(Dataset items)

--- --- ---

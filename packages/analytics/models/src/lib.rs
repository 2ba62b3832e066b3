#![cfg_attr(feature = "fail-on-warnings", deny(warnings))]
#![warn(clippy::all, clippy::pedantic, clippy::nursery, clippy::cargo)]
#![allow(clippy::multiple_crate_versions, clippy::cargo_common_metadata)]

//! Filter criteria and result types for ZIP market-sizing analyses.
//!
//! [`FilterParams`] is the loose request shape (tag strings and optional
//! bounds). [`FilterCriteria::from_params`] validates it into typed tag
//! sets, which the filter engine consumes. The remaining types are the
//! serializable outputs of the concentration, segmentation and reporting
//! operations.

use std::collections::{BTreeMap, BTreeSet};
use std::str::FromStr;

use serde::{Deserialize, Deserializer, Serialize};
use strum_macros::{AsRefStr, Display, EnumString};
use thiserror::Error;
use zip_market_demographics_models::{AgeBracket, EducationLevel, IncomeBracket, Race};

/// A filter tag or numeric bound failed validation.
#[derive(Debug, Clone, PartialEq, Eq, Error)]
#[error("Invalid value for '{field}': {message}")]
pub struct InvalidFilterValue {
    /// Name of the offending request field.
    pub field: String,
    /// Description of what went wrong.
    pub message: String,
}

impl InvalidFilterValue {
    /// Builds an error for `field`.
    #[must_use]
    pub fn new(field: impl Into<String>, message: impl Into<String>) -> Self {
        Self {
            field: field.into(),
            message: message.into(),
        }
    }
}

/// Age range selectable in a filter.
#[derive(
    Debug, Clone, Copy, PartialEq, Eq, PartialOrd, Ord, Hash, Display, EnumString, AsRefStr,
)]
#[strum(ascii_case_insensitive)]
pub enum AgeRange {
    /// Under 20.
    #[strum(to_string = "under-20", serialize = "under20")]
    Under20,
    /// 20-29.
    #[strum(to_string = "20-29")]
    Twenties,
    /// 30-39.
    #[strum(to_string = "30-39")]
    Thirties,
    /// 40-49.
    #[strum(to_string = "40-49")]
    Forties,
    /// 50-59.
    #[strum(to_string = "50-59")]
    Fifties,
    /// 60 and over.
    #[strum(to_string = "60+", serialize = "60plus")]
    SixtyPlus,
}

impl AgeRange {
    /// Source brackets that make up the range.
    #[must_use]
    pub const fn brackets(self) -> &'static [AgeBracket] {
        match self {
            Self::Under20 => &[AgeBracket::Under10, AgeBracket::From10To19],
            Self::Twenties => &[AgeBracket::Twenties],
            Self::Thirties => &[AgeBracket::Thirties],
            Self::Forties => &[AgeBracket::Forties],
            Self::Fifties => &[AgeBracket::Fifties],
            Self::SixtyPlus => &[
                AgeBracket::Sixties,
                AgeBracket::Seventies,
                AgeBracket::Over80,
            ],
        }
    }
}

/// Household income range selectable in a filter.
#[derive(
    Debug, Clone, Copy, PartialEq, Eq, PartialOrd, Ord, Hash, Display, EnumString, AsRefStr,
)]
#[strum(ascii_case_insensitive)]
pub enum IncomeRange {
    /// Under $50k.
    #[strum(to_string = "under-50k", serialize = "under50k")]
    Under50k,
    /// $50k-$75k.
    #[strum(to_string = "50k-75k")]
    From50kTo75k,
    /// $75k-$100k.
    #[strum(to_string = "75k-100k")]
    From75kTo100k,
    /// $100k-$125k.
    #[strum(to_string = "100k-125k")]
    From100kTo125k,
    /// $125k-$150k.
    #[strum(to_string = "125k-150k")]
    From125kTo150k,
    /// $100k-$150k.
    #[strum(to_string = "100k-150k")]
    From100kTo150k,
    /// $150k-$200k.
    #[strum(to_string = "150k-200k")]
    From150kTo200k,
    /// $200k and over.
    #[strum(to_string = "over-200k", serialize = "over200k")]
    Over200k,
}

impl IncomeRange {
    /// Source brackets that make up the range.
    #[must_use]
    pub const fn brackets(self) -> &'static [IncomeBracket] {
        match self {
            Self::Under50k => &IncomeBracket::UNDER_50K,
            Self::From50kTo75k => &[IncomeBracket::From50kTo60k, IncomeBracket::From60kTo75k],
            Self::From75kTo100k => &[IncomeBracket::From75kTo100k],
            Self::From100kTo125k => &[IncomeBracket::From100kTo125k],
            Self::From125kTo150k => &[IncomeBracket::From125kTo150k],
            Self::From100kTo150k => &[
                IncomeBracket::From100kTo125k,
                IncomeBracket::From125kTo150k,
            ],
            Self::From150kTo200k => &[IncomeBracket::From150kTo200k],
            Self::Over200k => &[IncomeBracket::Over200k],
        }
    }
}

/// Ethnicity selectable in a filter.
#[derive(
    Debug, Clone, Copy, PartialEq, Eq, PartialOrd, Ord, Hash, Display, EnumString, AsRefStr,
)]
#[strum(ascii_case_insensitive)]
pub enum EthnicityTag {
    /// White alone.
    #[strum(to_string = "white", serialize = "white-caucasian")]
    White,
    /// Black or African American alone.
    #[strum(to_string = "black", serialize = "black-african-american")]
    Black,
    /// Hispanic or Latino of any race.
    #[strum(to_string = "hispanic")]
    Hispanic,
    /// Asian alone.
    #[strum(to_string = "asian")]
    Asian,
    /// American Indian and Alaska Native alone.
    #[strum(to_string = "native")]
    Native,
    /// Native Hawaiian and Other Pacific Islander alone.
    #[strum(to_string = "pacific")]
    Pacific,
}

impl EthnicityTag {
    /// Race category backing the tag. `None` for [`Self::Hispanic`], which
    /// is reported separately from race.
    #[must_use]
    pub const fn race(self) -> Option<Race> {
        match self {
            Self::White => Some(Race::White),
            Self::Black => Some(Race::Black),
            Self::Asian => Some(Race::Asian),
            Self::Native => Some(Race::Native),
            Self::Pacific => Some(Race::Pacific),
            Self::Hispanic => None,
        }
    }

    /// Minimum population share (fraction) for a ZIP to count as
    /// concentrated in this ethnicity.
    #[must_use]
    pub const fn majority_threshold(self) -> Option<f64> {
        match self {
            Self::White => Some(0.5),
            Self::Black | Self::Hispanic => Some(0.3),
            Self::Asian => Some(0.15),
            Self::Native | Self::Pacific => None,
        }
    }
}

/// Educational attainment selectable in a filter.
#[derive(
    Debug, Clone, Copy, PartialEq, Eq, PartialOrd, Ord, Hash, Display, EnumString, AsRefStr,
)]
#[strum(ascii_case_insensitive)]
pub enum EducationTag {
    /// High school graduate.
    #[strum(to_string = "highschool")]
    HighSchool,
    /// Some college.
    #[strum(to_string = "college")]
    College,
    /// Bachelor's degree.
    #[strum(to_string = "bachelors")]
    Bachelors,
    /// Graduate degree.
    #[strum(to_string = "graduate")]
    Graduate,
}

impl EducationTag {
    #[must_use]
    pub const fn level(self) -> EducationLevel {
        match self {
            Self::HighSchool => EducationLevel::HighSchool,
            Self::College => EducationLevel::SomeCollege,
            Self::Bachelors => EducationLevel::Bachelors,
            Self::Graduate => EducationLevel::Graduate,
        }
    }

    /// Minimum share (percent) a ZIP needs to match the tag in predicate
    /// mode.
    #[must_use]
    pub const fn threshold_pct(self) -> f64 {
        match self {
            Self::HighSchool | Self::College | Self::Bachelors => 20.0,
            Self::Graduate => 10.0,
        }
    }
}

#[derive(Deserialize)]
#[serde(untagged)]
enum OneOrMany {
    One(String),
    Many(Vec<String>),
}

--- --- ---

▸ **Work task**:
Return all of the entries word for word.

▸ **Output for this exercise**:
filename packages/analytics/models/src/lib.rs
repository 2ba62b3832e066b3
#![cfg_attr(feature = "fail-on-warnings", deny(warnings))]
#![warn(clippy::all, clippy::pedantic, clippy::nursery, clippy::cargo)]
#![allow(clippy::multiple_crate_versions, clippy::cargo_common_metadata)]

//! Filter criteria and result types for ZIP market-sizing analyses.
//!
//! [`FilterParams`] is the loose request shape (tag strings and optional
//! bounds). [`FilterCriteria::from_params`] validates it into typed tag
//! sets, which the filter engine consumes. The remaining types are the
//! serializable outputs of the concentration, segmentation and reporting
//! operations.

use std::collections::{BTreeMap, BTreeSet};
use std::str::FromStr;

use serde::{Deserialize, Deserializer, Serialize};
use strum_macros::{AsRefStr, Display, EnumString};
use thiserror::Error;
use zip_market_demographics_models::{AgeBracket, EducationLevel, IncomeBracket, Race};

/// A filter tag or numeric bound failed validation.
#[derive(Debug, Clone, PartialEq, Eq, Error)]
#[error("Invalid value for '{field}': {message}")]
pub struct InvalidFilterValue {
    /// Name of the offending request field.
    pub field: String,
    /// Description of what went wrong.
    pub message: String,
}

impl InvalidFilterValue {
    /// Builds an error for `field`.
    #[must_use]
    pub fn new(field: impl Into<String>, message: impl Into<String>) -> Self {
        Self {
            field: field.into(),
            message: message.into(),
        }
    }
}

/// Age range selectable in a filter.
#[derive(
    Debug, Clone, Copy, PartialEq, Eq, PartialOrd, Ord, Hash, Display, EnumString, AsRefStr,
)]
#[strum(ascii_case_insensitive)]
pub enum AgeRange {
    /// Under 20.
    #[strum(to_string = "under-20", serialize = "under20")]
    Under20,
    /// 20-29.
    #[strum(to_string = "20-29")]
    Twenties,
    /// 30-39.
    #[strum(to_string = "30-39")]
    Thirties,
    /// 40-49.
    #[strum(to_string = "40-49")]
    Forties,
    /// 50-59.
    #[strum(to_string = "50-59")]
    Fifties,
    /// 60 and over.
    #[strum(to_string = "60+", serialize = "60plus")]
    SixtyPlus,
}

impl AgeRange {
    /// Source brackets that make up the range.
    #[must_use]
    pub const fn brackets(self) -> &'static [AgeBracket] {
        match self {
            Self::Under20 => &[AgeBracket::Under10, AgeBracket::From10To19],
            Self::Twenties => &[AgeBracket::Twenties],
            Self::Thirties => &[AgeBracket::Thirties],
            Self::Forties => &[AgeBracket::Forties],
            Self::Fifties => &[AgeBracket::Fifties],
            Self::SixtyPlus => &[
                AgeBracket::Sixties,
                AgeBracket::Seventies,
                AgeBracket::Over80,
            ],
        }
    }
}

/// Household income range selectable in a filter.
#[derive(
    Debug, Clone, Copy, PartialEq, Eq, PartialOrd, Ord, Hash, Display, EnumString, AsRefStr,
)]
#[strum(ascii_case_insensitive)]
pub enum IncomeRange {
    /// Under $50k.
    #[strum(to_string = "under-50k", serialize = "under50k")]
    Under50k,
    /// $50k-$75k.
    #[strum(to_string = "50k-75k")]
    From50kTo75k,
    /// $75k-$100k.
    #[strum(to_string = "75k-100k")]
    From75kTo100k,
    /// $100k-$125k.
    #[strum(to_string = "100k-125k")]
    From100kTo125k,
    /// $125k-$150k.
    #[strum(to_string = "125k-150k")]
    From125kTo150k,
    /// $100k-$150k.
    #[strum(to_string = "100k-150k")]
    From100kTo150k,
    /// $150k-$200k.
    #[strum(to_string = "150k-200k")]
    From150kTo200k,
    /// $200k and over.
    #[strum(to_string = "over-200k", serialize = "over200k")]
    Over200k,
}

impl IncomeRange {
    /// Source brackets that make up the range.
    #[must_use]
    pub const fn brackets(self) -> &'static [IncomeBracket] {
        match self {
            Self::Under50k => &IncomeBracket::UNDER_50K,
            Self::From50kTo75k => &[IncomeBracket::From50kTo60k, IncomeBracket::From60kTo75k],
            Self::From75kTo100k => &[IncomeBracket::From75kTo100k],
            Self::From100kTo125k => &[IncomeBracket::From100kTo125k],
            Self::From125kTo150k => &[IncomeBracket::From125kTo150k],
            Self::From100kTo150k => &[
                IncomeBracket::From100kTo125k,
                IncomeBracket::From125kTo150k,
            ],
            Self::From150kTo200k => &[IncomeBracket::From150kTo200k],
            Self::Over200k => &[IncomeBracket::Over200k],
        }
    }
}

/// Ethnicity selectable in a filter.
#[derive(
    Debug, Clone, Copy, PartialEq, Eq, PartialOrd, Ord, Hash, Display, EnumString, AsRefStr,
)]
#[strum(ascii_case_insensitive)]
pub enum EthnicityTag {
    /// White alone.
    #[strum(to_string = "white", serialize = "white-caucasian")]
    White,
    /// Black or African American alone.
    #[strum(to_string = "black", serialize = "black-african-american")]
    Black,
    /// Hispanic or Latino of any race.
    #[strum(to_string = "hispanic")]
    Hispanic,
    /// Asian alone.
    #[strum(to_string = "asian")]
    Asian,
    /// American Indian and Alaska Native alone.
    #[strum(to_string = "native")]
    Native,
    /// Native Hawaiian and Other Pacific Islander alone.
    #[strum(to_string = "pacific")]
    Pacific,
}

impl EthnicityTag {
    /// Race category backing the tag. `None` for [`Self::Hispanic`], which
    /// is reported separately from race.
    #[must_use]
    pub const fn race(self) -> Option<Race> {
        match self {
            Self::White => Some(Race::White),
            Self::Black => Some(Race::Black),
            Self::Asian => Some(Race::Asian),
            Self::Native => Some(Race::Native),
            Self::Pacific => Some(Race::Pacific),
            Self::Hispanic => None,
        }
    }

    /// Minimum population share (fraction) for a ZIP to count as
    /// concentrated in this ethnicity.
    #[must_use]
    pub const fn majority_threshold(self) -> Option<f64> {
        match self {
            Self::White => Some(0.5),
            Self::Black | Self::Hispanic => Some(0.3),
            Self::Asian => Some(0.15),
            Self::Native | Self::Pacific => None,
        }
    }
}

/// Educational attainment selectable in a filter.
#[derive(
    Debug, Clone, Copy, PartialEq, Eq, PartialOrd, Ord, Hash, Display, EnumString, AsRefStr,
)]
#[strum(ascii_case_insensitive)]
pub enum EducationTag {
    /// High school graduate.
    #[strum(to_string = "highschool")]
    HighSchool,
    /// Some college.
    #[strum(to_string = "college")]
    College,
    /// Bachelor's degree.
    #[strum(to_string = "bachelors")]
    Bachelors,
    /// Graduate degree.
    #[strum(to_string = "graduate")]
    Graduate,
}

impl EducationTag {
    #[must_use]
    pub const fn level(self) -> EducationLevel {
        match self {
            Self::HighSchool => EducationLevel::HighSchool,
            Self::College => EducationLevel::SomeCollege,
            Self::Bachelors => EducationLevel::Bachelors,
            Self::Graduate => EducationLevel::Graduate,
        }
    }

    /// Minimum share (percent) a ZIP needs to match the tag in predicate
    /// mode.
    #[must_use]
    pub const fn threshold_pct(self) -> f64 {
        match self {
            Self::HighSchool | Self::College | Self::Bachelors => 20.0,
            Self::Graduate => 10.0,
        }
    }
}

#[derive(Deserialize)]
#[serde(untagged)]
enum OneOrMany {
    One(String),
    Many(Vec<String>),
}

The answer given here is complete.